Samstag, 16. März 2013

Französische Intervention

Dritter Eintrag des Gefechtslogbuches des Admirals Stoiko Gijuschkow von den Roten Kosaken. Kundschafter meldeten in der Nähe eines neu errichteten Außenpostens feindliche Verbände. Das "Väterchen" wurde von mir mit Eskorte auf einen Abfangkurs geschickt.
Wir kamen genau zu der Zeit an, als Rauchwolken am Horizont gesichtet wurden, die auf Schiffe hinweisen, die auf den Stützpunkt zu hielten. Die Auswertung der Schiffsrümpfe und Aufbauten beim Annähern sprach eindeutig für die französische Marine. Ich ließ die Flotte durch einen Engpass in einem gewagten Manöver die französischen Geschütze unterlaufen, während die Fregatten als Köder zurückblieben und den Rücken sichern sollten.
Aus einer Nebelwolke wurde "Väterchen Donner" von mehreren schweren Salven getroffen. Trotz schlechter Zielpeilung ließ ich mit allem zurückschießen und auch die Kreuzer und Kanonenboote fokussierten ihren Beschuss auf die Nebelwand.
"Väterchen Donner" wurde schwer getroffen und ich wies den Maschinenraum an, auf den Kesseln soviel Druck wie möglich zu machen, um die Entfernung zu verkürzen. Ich brachte "Väterchen" auf direkten Kurs in den Nebel und es kam zu einem gewaltigen Einschlag, als der verstärkte Rumpf durch die Panzerung eines französischen Schlachtschiffes brach. Der Feind schoss mit allen Geschützen auf unser Schlachtschiff, die sich nur weit genug drehen konnten. Unsere Kessel ächzten unter dem gewaltigen Druck und ich ließ die Fahrleistung noch weiter erhöhen. Entweder wir würden durch das Feindschiff brechen oder seine Hitzestrahler würden uns verdampfen.
Kurz bevor die Schäden "Väterchen" in die Knie zwangen, gab der Rumpf des Franzosen nach und wir schossen nach vorne. "Väterchen" drehte ab, während die Kanonenboote und Kreuzer die restlichen Feinschiffe vertrieben.

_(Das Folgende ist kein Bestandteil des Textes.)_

use std::num::NonZeroU32;
use std::path::PathBuf;
use std::rc::Rc;
use std::time::{Duration, Instant};

use clap::Parser;
use winit::application::ApplicationHandler;
use winit::dpi::{LogicalSize, PhysicalPosition};
use winit::event::{ElementState, KeyEvent, WindowEvent};
use winit::event_loop::{ActiveEventLoop, ControlFlow, EventLoop};
use winit::keyboard::{KeyCode, PhysicalKey};
use winit::window::{Window, WindowId};

use grid_raycaster::input::InputState;
use grid_raycaster::{Engine, EngineConfig, Error, Frame, Result};

/// First-person raycaster over a random grid world
#[derive(Parser, Debug)]
#[command(version, about)]
struct Args {
    /// TOML config file
    #[arg(short, long)]
    config: Option<PathBuf>,

    /// Seed for obstacle placement
    #[arg(long)]
    seed: Option<u64>,

    /// Number of obstacle samples
    #[arg(long)]
    obstacles: Option<usize>,

    /// Keep the cursor free instead of using it to look around
    #[arg(long)]
    no_mouse_look: bool,
}

struct App {
    window: Option<Rc<Window>>,
    surface: Option<softbuffer::Surface<Rc<Window>, Rc<Window>>>,
    config: EngineConfig,
    engine: Engine,
    input: InputState,
    mouse_look: bool,

    // HUD
    frame_counter: u32,
    last_fps_print: Instant,
    last_tick: Instant,

    error: Option<Error>,
}

impl App {
    fn new(config: EngineConfig) -> Result<Self> {
        let engine = Engine::new(&config)?;
        Ok(Self {
            window: None,
            surface: None,
            mouse_look: config.camera.mouse_look,
            config,
            engine,
            input: InputState::default(),
            frame_counter: 0,
            last_fps_print: Instant::now(),
            last_tick: Instant::now(),
            error: None,
        })
    }

    fn create_window(&mut self, event_loop: &ActiveEventLoop) -> Result<()> {
        let attributes = Window::default_attributes()
            .with_title(self.config.window.title.clone())
            .with_inner_size(LogicalSize::new(
                self.config.window.width as f64,
                self.config.window.height as f64,
            ));

        let window = Rc::new(event_loop.create_window(attributes)?);
        let context = softbuffer::Context::new(window.clone())?;
        let surface = softbuffer::Surface::new(&context, window.clone())?;

        if self.mouse_look {
            window.set_cursor_visible(false);
        }

        let size = window.inner_size();
        log::info!("Window created at {}x{}", size.width, size.height);

        self.surface = Some(surface);
        self.window = Some(window);
        self.last_tick = Instant::now();
        Ok(())
    }

    fn center(window: &Window) -> PhysicalPosition<f64> {
        let size = window.inner_size();
        PhysicalPosition::new(size.width as f64 / 2.0, size.height as f64 / 2.0)
    }

    fn redraw(&mut self, id: WindowId) -> Result<()> {
        let (window, surface) = match (&self.window, &mut self.surface) {
            (Some(w), Some(s)) if w.id() == id => (w, s),
            _ => return Ok(()),
        };

        // Compute dt with cap to avoid huge jumps if the app was paused
        let now = Instant::now();
        let dt = now.duration_since(self.last_tick).min(Duration::from_millis(100));
        self.last_tick = now;

        let center = Self::center(window);
        let look_center = self.mouse_look.then_some([center.x, center.y]);
        let deltas = self.input.deltas(look_center);

        if self.mouse_look {
            // Warp back so the next offset is relative to this frame
            match window.set_cursor_position(center) {
                Ok(()) => self.input.recenter([center.x, center.y]),
                Err(e) => log::debug!("Cursor warp failed: {}", e),
            }
        }

        let size = window.inner_size();
        let (Some(w), Some(h)) = (NonZeroU32::new(size.width), NonZeroU32::new(size.height))
        else {
            // Minimized window, still advance the camera
            self.engine.controller.advance(&deltas, dt.as_secs_f32());
            return Ok(());
        };

        surface.resize(w, h)?;
        let mut buf = surface.buffer_mut()?;
        {
            let mut frame = Frame::new(&mut buf, w.get() as usize, h.get() as usize);
            self.engine.frame(&deltas, dt.as_secs_f32(), &mut frame);
        }
        buf.present()?;

        // Print FPS
        self.frame_counter += 1;
        let elapsed = now.duration_since(self.last_fps_print).as_secs_f32();
        if elapsed >= 1.0 {
            let pose = self.engine.controller.pose;
            log::info!(
                "FPS: {:.1} pos=({:.0}, {:.0}) yaw={:.1} pitch={:.1}",
                self.frame_counter as f32 / elapsed,
                pose.position[0],
                pose.position[1],
                pose.yaw,
                pose.pitch
            );
            self.frame_counter = 0;
            self.last_fps_print = now;
        }

        window.request_redraw();
        Ok(())
    }

    fn key(&mut self, event_loop: &ActiveEventLoop, code: KeyCode, state: ElementState, repeat: bool) {
        match state {
            ElementState::Pressed => {
                self.input.press(code);
                if repeat {
                    return;
                }
                match code {
                    KeyCode::Escape => {
                        log::info!("Escape pressed; stopping");
                        event_loop.exit();
                    }
                    KeyCode::KeyM => self.engine.minimap.toggle(),
                    _ => (),
                }
            }
            ElementState::Released => self.input.release(code),
        }
    }

    fn fail(&mut self, event_loop: &ActiveEventLoop, err: Error) {
        log::error!("{}", err);
        self.error = Some(err);
        event_loop.exit();
    }
}

impl ApplicationHandler for App {
    fn resumed(&mut self, event_loop: &ActiveEventLoop) {
        if self.window.is_some() {
            return;
        }
        match self.create_window(event_loop) {
            Ok(()) => {
                if let Some(window) = &self.window {
                    window.request_redraw();
                }
            }
            Err(e) => self.fail(event_loop, e),
        }
    }

    fn window_event(&mut self, event_loop: &ActiveEventLoop, id: WindowId, event: WindowEvent) {
        match event {
            WindowEvent::CloseRequested => {
                log::info!("The close button was pressed; stopping");
                event_loop.exit();
            }

            WindowEvent::KeyboardInput {
                event:
                    KeyEvent {
                        physical_key: PhysicalKey::Code(code),
                        state,
                        repeat,
                        ..
                    },
                ..
            } => self.key(event_loop, code, state, repeat),

            WindowEvent::CursorMoved { position, .. } => {
                self.input.cursor_moved(position.x, position.y);
            }

            WindowEvent::CursorLeft { .. } => self.input.cursor_left(),

            WindowEvent::RedrawRequested => {
                if let Err(e) = self.redraw(id) {
                    self.fail(event_loop, e);
                }
            }

            WindowEvent::Resized(new_size) => {
                log::debug!("Resized to {}x{}", new_size.width, new_size.height);
            }
            _ => (),
        }
    }

    fn about_to_wait(&mut self, _event_loop: &ActiveEventLoop) {
        if let Some(window) = &self.window {
            window.request_redraw();
        }
    }
}

fn load_config(args: &Args) -> Result<EngineConfig> {
    let mut config = match &args.config {
        Some(path) => {
            log::info!("Loading config from {}", path.display());
            EngineConfig::load(path)?
        }
        None => EngineConfig::default(),
    };

    if let Some(seed) = args.seed {
        config.world.seed = Some(seed);
    }
    if let Some(obstacles) = args.obstacles {
        config.world.obstacles = obstacles;
    }
    if args.no_mouse_look {
        config.camera.mouse_look = false;
    }
    config.validate()?;
    Ok(config)
}

fn main() -> Result<()> {
    env_logger::Builder::from_env(env_logger::Env::default().default_filter_or("info")).init();

    let args = Args::parse();
    let config = load_config(&args)?;

    let event_loop = EventLoop::new()?;
    // Redraws are requested every frame, so Poll keeps the loop spinning
    event_loop.set_control_flow(ControlFlow::Poll);

    let mut app = App::new(config)?;
    event_loop.run_app(&mut app)?;

    match app.error.take() {
        Some(e) => Err(e),
        None => Ok(()),
    }
}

Ich werde zwar den nächsten Hafen für ausführlichere Reparaturen aufsuchen müssen, aber "Väterchen Donner" schwimmt noch.
-Gijuschkow Ende-

1 Kommentar:

  1. Dieses verfluchte Schlachtschiff.....
    Aber das eigentliche Problem war, dass ich die Geschwindigkeit der Russen unterschätzt habe und demzufolge auch nicht genug Feuerkraft auf den russischen kern bieten konnte, während mir Väterchen Donner genau in die Flanke des Schlachtschiffs fuhr.